Bob Gourley, former CTO of DIA and current CTO of CrucialPoint LLC was guest lecturing at my Georgetown “Information Warfare and Security” class and was discussing mega technology trends when it occurred to me – the next revolution in big data is going to be about me and you.

We are sitting on a treasure trove of data about ourselves that will be aggregated into big data repositories and analyzed and mined to augment our lives. Quantified self data from your Nike Fuel band, input from your Google Glass, your email, schedule, events you have attended, foods that you ate, times you got sick, searches you conducted, games you played, movies, books, music, social network status, your social graph, news you’ve read, on and on and on….

All this data will be aggregated and mined for our own personal benefit. A few years ago I anticipated the rise of AugBots (software agents that would mine your personal data to predict how they can help you). Imagine that you always call your wife when you are on your way home from work and the AugBot starts anticipating this behavior and when your smart phone indicates you are on your way home (based on GPS data) it asks you whether you want to call your wife. Google Now is pretty close to this level of functionality today and it is only going to get better.

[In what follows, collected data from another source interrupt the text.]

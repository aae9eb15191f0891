use std::path::{Path, PathBuf};
use std::time;

use anyhow::{bail, Context, Result};
use log::{info, warn};

use crate::canvas::{tga, PixelBuffer};
use crate::model::Model;
use crate::scene::shader::ShadingMode;
use crate::scene::{RenderSettings, Scene};

/// Parameters of one rendering run.
#[derive(Debug, Clone, PartialEq)]
pub struct Params {
    pub width: u32,
    pub height: u32,
    pub model_path: PathBuf,
    pub texture_path: Option<PathBuf>, // None means `<mesh stem>_diffuse.tga` next to the mesh, if it exists.
    pub output_path: PathBuf,
    pub depth_path: Option<PathBuf>,
    pub mode: ShadingMode,
    pub rle: bool, // Compress TGA output.
}

/// True if the file extension is tga, in any case.
fn is_tga(path: &Path) -> bool {
    return path
        .extension()
        .map_or(false, |extension| extension.eq_ignore_ascii_case("tga"));
}

/// Diffuse texture conventionally stored next to a mesh: `head.obj` -> `head_diffuse.tga`.
pub fn default_texture_path(model_path: &Path) -> PathBuf {
    let stem = model_path.file_stem().unwrap_or_default().to_string_lossy();
    return model_path.with_file_name(format!("{stem}_diffuse.tga"));
}

/// Loads a texture so that row 0 corresponds to v = 0, i.e. the bottom row of the image.
/// TGA files go through our own codec, anything else through the `image` crate.
pub fn load_texture(path: &Path) -> Result<PixelBuffer> {
    let mut texture = if is_tga(path) {
        tga::load_tga(path).with_context(|| format!("can't load texture {}", path.display()))?
    } else {
        let image = ::image::open(path).with_context(|| format!("can't load texture {}", path.display()))?;
        PixelBuffer::from_rgb_image(&image.to_rgb8())
    };
    texture.flip_vertically();
    info!(
        "Texture {} - {}x{} {}",
        path.display(),
        texture.width(),
        texture.height(),
        texture.format()
    );
    return Ok(texture);
}

/// Saves an image as TGA or, for other extensions, in the format the `image` crate guesses from it.
pub fn save_image(image: &PixelBuffer, path: &Path, rle: bool) -> Result<()> {
    if is_tga(path) {
        tga::save_tga(path, image, rle).with_context(|| format!("can't save {}", path.display()))?;
    } else {
        image
            .to_dynamic_image()
            .save(path)
            .with_context(|| format!("can't save {}", path.display()))?;
    }
    info!("Saved {}", path.display());
    return Ok(());
}

/// Picks the explicitly given texture or the default one, if it exists.
fn find_texture(params: &Params) -> Result<Option<PixelBuffer>> {
    if let Some(path) = &params.texture_path {
        return Ok(Some(load_texture(path)?));
    }
    let path = default_texture_path(&params.model_path);
    if !path.exists() {
        warn!("No texture found at {}", path.display());
        return Ok(None);
    }
    return Ok(Some(load_texture(&path)?));
}

/// Loads the mesh and the texture, renders one frame and writes the images.
/// Nothing is rendered if any of the inputs can't be loaded.
pub fn run(params: Params) -> Result<()> {
    let model = Model::load(&params.model_path)
        .with_context(|| format!("can't load mesh {}", params.model_path.display()))?;
    let texture = match params.mode {
        ShadingMode::Textured | ShadingMode::Smooth => find_texture(&params)?,
        _ => None,
    };
    if params.mode == ShadingMode::Textured && texture.is_none() {
        bail!("textured mode needs a texture, pass one with -t");
    }

    let settings = RenderSettings { mode: params.mode, ..Default::default() };
    let mut scene = Scene::new(params.width, params.height);
    let time_begin = time::Instant::now();
    let stats = scene.render(&model, texture.as_ref(), &settings);
    info!(
        "Rendered {} of {} faces in {:.3}s",
        stats.faces,
        model.face_count(),
        time::Instant::now().duration_since(time_begin).as_secs_f32()
    );

    if let Some(depth_path) = &params.depth_path {
        save_image(&scene.depth_image(), depth_path, params.rle)?;
    }
    save_image(&scene.finish(), &params.output_path, params.rle)?;
    return Ok(());
}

I’m concerned about privacy, but under also understand the advantages of mining this data moving forward. What I want to know is who takes the lead on allowing me to start dumping data into some sort of repository that gets mined for my Google Now results. I’m waiting for when my Google Glass takes a picture of Bob, performs a facial recognition search, identifies who he is, searches my personal big data, and tells me “that’s Bob Gourley. You first met him at an event in 1996.”

With all the quantified self data, this will be rich health data as well. Evaluate food patterns to identify allergies, diagnose a potential illness based upon proximity – you had dinner with Bob three nights ago, and he reported yesterday on Facebook that he has Strep throat – I noticed you just bought throat lozenges – shall I make an appointment to see the doctor about that sore throat?

Imagine a Nest thermostat that starts raising the temperature because it knows you are on your way home or starts cooling because it knows you are scheduled to be out for the day. A security camera that doesn’t alert because it recognizes the faces in your home are from the cleaning service.

Who are the leaders right now? Google, Facebook, Amazon, Apple – in that order.

I expect we’ll see start-ups emerge focused on personalized big data. Create your repository, decide who to share with (family, friends, etc), and then decide which APIs can query against it. There will likely be multiple repositories and interfaces between them.

Then we’ll see a layer of augmented intelligence interfacing with the data at an application layer.

Of course, security will be a concern, but I’m not sure if security winds up being essential or irrelevant.

And all of this will start happening in the next five years.